By acknowledging our brokenness we take the first step toward returning to wholeness. I observed this so often during my practice as a psychotherapist. As painful things happen in our lives, we learn to block off the memories and feelings that cause our pain. We become divided from ourselves, and divided from others. Perhaps we may shut down the angry feelings we feel, or despise the needy child that is deep within us. The first step in healing is to acknowledge those parts of ourselves that we have broken off.

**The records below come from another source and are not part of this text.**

//! Outcomes and error kinds for the upload and question flows.

use crate::extraction::ExtractionError;
use crate::inference::InferenceError;
use crate::store::{StoreError, UploadedFile, ValidationErrors};
use thiserror::Error;

/// Number of characters returned as an upload preview.
pub const PREVIEW_CHARS: usize = 10_000;

/// Placeholder confidence attached to every answer; not derived from any signal.
pub const FIXED_CONFIDENCE: u8 = 85;

/// Result of a successful upload.
#[derive(Debug, Clone)]
pub struct UploadOutcome {
    /// Stored record for the new upload.
    pub record: UploadedFile,
    /// First [`PREVIEW_CHARS`] characters of the extracted text.
    pub preview: String,
}

/// Answer produced for a question.
#[derive(Debug, Clone, PartialEq, Eq)]
pub struct ChatAnswer {
    /// Model output, unmodified.
    pub response: String,
    /// Always [`FIXED_CONFIDENCE`].
    pub confidence: u8,
}

/// Failures of the upload flow.
#[derive(Debug, Error)]
pub enum UploadError {
    /// Payload or name rejected; nothing was stored.
    #[error("{0}")]
    Invalid(ValidationErrors),
    /// Writing the blob or its record failed.
    #[error(transparent)]
    Storage(StoreError),
    /// The upload was stored but its text could not be extracted.
    ///
    /// The record is not rolled back and remains the latest upload.
    #[error("Failed to read file content")]
    Unreadable {
        /// Identifier of the record that stays persisted.
        id: u64,
        /// Extraction failure.
        #[source]
        source: ExtractionError,
    },
}

impl From<StoreError> for UploadError {
    fn from(error: StoreError) -> Self {
        match error {
            StoreError::Validation(errors) => Self::Invalid(errors),
            other => Self::Storage(other),
        }
    }
}

/// Failures of the question flow, one variant per guard.
#[derive(Debug, Error)]
pub enum ChatError {
    /// The message was missing or empty.
    #[error("Message cannot be empty")]
    EmptyMessage,
    /// Nothing has been uploaded yet.
    #[error("No file has been uploaded yet")]
    NoFileUploaded,
    /// The latest upload is neither a PDF nor a plain-text file.
    #[error("Unsupported file format. Please upload a PDF or text file.")]
    UnsupportedFormat,
    /// Extraction succeeded but produced only whitespace.
    #[error("File content is empty after extraction")]
    EmptyContent,
    /// The latest upload could not be read or decoded.
    #[error(transparent)]
    Extraction(ExtractionError),
    /// The model call failed.
    #[error(transparent)]
    Inference(#[from] InferenceError),
}

impl ChatError {
    /// Whether the failure is caused by the request or prior uploads rather than the server.
    pub fn is_client_error(&self) -> bool {
        matches!(
            self,
            Self::EmptyMessage | Self::NoFileUploaded | Self::UnsupportedFormat | Self::EmptyContent
        )
    }
}

impl From<ExtractionError> for ChatError {
    fn from(error: ExtractionError) -> Self {
        match error {
            ExtractionError::UnsupportedFormat(_) => Self::UnsupportedFormat,
            other => Self::Extraction(other),
        }
    }
}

According to the healing process of psychodrama, one might begin by imagining the broken off parts of the self as separate entities. A woman came in for therapy, anxious and lonely, and we chose an empty chair to represent her loneliness. I invited her to talk to the loneliness. At first she is dismissive. “I don’t need anything from you,” she says to the empty chair. “Just stop bothering me.” But then I asked her to move over and sit in the chair of the loneliness, to imagine herself as the loneliness talking back to her. In that other chair, tears start to fall, and something like a light dawns in her eyes. She has brought the loneliness back together with her own center.
People often come to therapy thinking they are going to get rid of the pain inside themselves. But they find healing only when they have learned to embrace the brokenness with love. It is that embracing of the pain which finally eases their pain, the return to wholeness.